Lines that contain the string "else" are the ones to list; copy all of them from the records.

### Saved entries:
#####

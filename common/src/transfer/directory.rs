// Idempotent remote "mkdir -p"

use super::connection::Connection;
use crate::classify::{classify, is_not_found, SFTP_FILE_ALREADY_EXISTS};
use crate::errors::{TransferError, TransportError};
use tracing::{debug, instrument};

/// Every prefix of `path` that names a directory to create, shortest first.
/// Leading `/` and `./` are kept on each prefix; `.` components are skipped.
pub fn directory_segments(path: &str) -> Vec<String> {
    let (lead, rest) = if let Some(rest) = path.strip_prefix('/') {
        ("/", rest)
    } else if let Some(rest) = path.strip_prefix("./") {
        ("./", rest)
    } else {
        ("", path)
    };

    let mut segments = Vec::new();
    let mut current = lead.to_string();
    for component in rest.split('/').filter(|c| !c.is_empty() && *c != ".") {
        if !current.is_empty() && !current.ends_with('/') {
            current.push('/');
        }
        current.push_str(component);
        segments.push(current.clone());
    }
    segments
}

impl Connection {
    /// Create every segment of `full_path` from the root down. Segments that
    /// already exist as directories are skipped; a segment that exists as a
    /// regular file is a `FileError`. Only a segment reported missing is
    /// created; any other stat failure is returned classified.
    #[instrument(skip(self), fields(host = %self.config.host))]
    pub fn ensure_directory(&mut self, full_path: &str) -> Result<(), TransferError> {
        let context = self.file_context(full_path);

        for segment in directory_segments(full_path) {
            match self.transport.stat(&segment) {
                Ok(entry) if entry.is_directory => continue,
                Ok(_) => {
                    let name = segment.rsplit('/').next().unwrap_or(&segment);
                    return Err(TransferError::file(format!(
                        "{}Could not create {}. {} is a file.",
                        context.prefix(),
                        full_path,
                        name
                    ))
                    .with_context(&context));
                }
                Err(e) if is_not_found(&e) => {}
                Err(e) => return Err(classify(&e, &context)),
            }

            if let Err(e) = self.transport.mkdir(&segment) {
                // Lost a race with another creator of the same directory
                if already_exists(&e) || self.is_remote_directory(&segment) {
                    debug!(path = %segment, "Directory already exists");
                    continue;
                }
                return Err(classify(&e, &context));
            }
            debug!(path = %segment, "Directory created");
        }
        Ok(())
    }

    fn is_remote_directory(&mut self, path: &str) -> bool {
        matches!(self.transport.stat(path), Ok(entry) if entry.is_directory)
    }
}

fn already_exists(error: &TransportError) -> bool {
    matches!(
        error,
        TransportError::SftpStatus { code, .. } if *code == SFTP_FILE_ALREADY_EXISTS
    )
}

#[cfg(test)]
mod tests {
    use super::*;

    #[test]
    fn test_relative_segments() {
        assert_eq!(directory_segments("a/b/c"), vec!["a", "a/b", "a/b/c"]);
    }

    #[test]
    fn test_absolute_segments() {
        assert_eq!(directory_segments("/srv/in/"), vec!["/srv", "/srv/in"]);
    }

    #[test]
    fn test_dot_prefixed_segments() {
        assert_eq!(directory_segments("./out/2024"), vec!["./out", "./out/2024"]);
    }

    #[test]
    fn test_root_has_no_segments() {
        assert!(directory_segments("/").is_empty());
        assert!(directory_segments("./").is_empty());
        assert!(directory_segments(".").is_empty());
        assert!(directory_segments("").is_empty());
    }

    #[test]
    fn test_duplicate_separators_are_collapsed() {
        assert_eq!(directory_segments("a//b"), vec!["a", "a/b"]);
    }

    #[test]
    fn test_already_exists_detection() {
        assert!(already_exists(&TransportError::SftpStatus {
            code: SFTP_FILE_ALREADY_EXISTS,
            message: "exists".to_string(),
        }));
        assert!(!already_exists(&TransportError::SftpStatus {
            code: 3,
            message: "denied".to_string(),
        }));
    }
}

#####

### SOLUTION FOR THIS TASK:
    } else if let Some(rest) = path.strip_prefix("./") {
    } else {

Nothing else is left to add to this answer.